I just finished reading Talent is Overrated: What Really Separates World-Class Performers from Everybody Else, by Geoff Colvin. Fascinating book. Giftedness is a topic that I’ve thought about a lot. Are we selling ourselves short by assuming that we’ll never be as good a keyboardist, vocalist, guitarist, drummer, or whatever, as the people we esteem?
Colvin begins the book by examining the lives of several famous “greats,” including Tiger Woods, Mozart, Jack Welch, and Jerry Rice. He says that most people think their greatness arose either from a) hard work; or b) talent. Colvin says neither, and uses scientific and anecdotal evidence to support his claim. Instead, he points us to “deliberate practice.” Not simply working hard, but working the right way. Deliberate practice, often the fruit of effective mentoring, has five elements:
- It is activity designed specifically to improve performance
- it can be repeated a lot
- feedback on results is continuously available
- it’s highly demanding mentally
- It isn’t much fun
In chapter six he explains that deliberate practice works by helping us perceive more, know more, and remember more. In the remaining chapters he covers application, the myth of creativity, the benefits of starting early, and the source of passion. He ends the book this way:
What you believe about the source of great performance thus becomes the foundation of all you will ever achieve…Above all, what the evidence shouts most loudly is striking, liberating news: that great performance is not reserved for a preordained few. It is available to you and to everyone.
I wasn’t fully persuaded. God really does give people different gifts (Rom. 12:3-8; 1 Pet. 4:10). And no amount of deliberate or any kind of practice can thwart or change God’s plan to raise up or bring down an individual.

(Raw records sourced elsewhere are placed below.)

//! Error types.

use reqwest::StatusCode;

/// Any error that can occur while talking to the site or emitting notifications.
#[derive(thiserror::Error, Debug)]
pub enum Error {
    /// An input parameter is missing or invalid.
    #[error("Invalid parameter: {}", .0)]
    Parameter(#[from] ParameterError),
    /// An unexpected response was received.
    #[error("Unexpected response: {}", .0)]
    Response(String),
    /// An error was encountered making a request.
    #[error("Request error: {}", .0)]
    Reqwest(#[from] reqwest::Error),
    /// An error was encountered within the request middleware.
    #[error("Request middleware error: {}", .0)]
    ReqwestMiddleware(anyhow::Error),
    /// An error was encountered parsing a JSON response body.
    #[error("Error parsing response: {}", .0)]
    Parse(#[from] serde_json::Error),
    /// A non-success status code was received.
    #[error("Error {}", .0)]
    Http(StatusCode),
    /// The session cookies are missing or expired.
    #[error("Not logged in")]
    NotLoggedIn,
    /// The trade did not contain an offer for each party.
    #[error("Trade has {} offers, expected at least 2", .0)]
    MissingOffers(usize),
    /// The notification backend failed.
    #[error("Notification error: {}", .0)]
    Notification(String),
    /// An error occurred while caching a file.
    #[error("{}", .0)]
    File(#[from] FileError),
}

impl From<reqwest_middleware::Error> for Error {
    fn from(error: reqwest_middleware::Error) -> Error {
        match error {
            reqwest_middleware::Error::Reqwest(e) => Error::Reqwest(e),
            reqwest_middleware::Error::Middleware(e) => Error::ReqwestMiddleware(e),
        }
    }
}

/// An error with an input parameter.
#[derive(thiserror::Error, Debug)]
pub enum ParameterError {
    /// A URL could not be parsed.
    #[error("Error parsing URL: {}", .0)]
    UrlParse(#[from] url::ParseError),
    /// A cookie string was not in `name=value` form.
    #[error("Malformed cookie: {}", .0)]
    MalformedCookie(String),
}

/// An error reading or writing a cached file.
#[derive(thiserror::Error, Debug)]
pub enum FileError {
    #[error("Filesystem error: {}", .0)]
    FileSystem(#[from] std::io::Error),
    #[error("Path conversion to string failed")]
    PathError,
}

/// An error loading configuration from the environment.
#[derive(thiserror::Error, Debug)]
pub enum ConfigError {
    #[error("Missing environment variable {}", .0)]
    Missing(&'static str),
    #[error("Invalid value for {}: {}", .0, .1)]
    Invalid(&'static str, String),
    #[error("{}", .0)]
    Parameter(#[from] ParameterError),
}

That being said, God holds us accountable for what we do with the gifts he’s given us (Mt. 25:14-29). And that’s where this book is helpful. There’s a lot worth reading here, because most of us could be better than we are.
As I read the chapter on deliberate practice I thought back to my college days when I practiced about 4 hours a day for four years. I could identify with all the earmarks of deliberate practice. A young guy I know intentionally practices more than six hours a day. I can guarantee you, he’s going to be better than most guitarists his age. The question for each of us is this: How much more could God use me as an instrumentalist/vocalist/songwriter if I spent more time purposefully developing my skills and gifts?
Here are a few quotes that stood out:
Frequently when we see great performers doing what they do, it strikes us that they’ve practiced for so long, and done it so many times, they can just do it automatically. But in fact, what they have achieved is the ability to avoid doing it automatically. (p 82)
Average performers believe their errors were caused by factors outside their control: My opponent got lucky; the task was too hard; I just don’t have any natural ability for this. Top performers, by contrast, believe they are responsible for their errors. (p 119)
The most eminent creators are consistently those who have immersed themselves utterly in their chosen field, have devoted their lives to it, amassed tremendous knowledge of it, and continually pushed themselves to the front of it.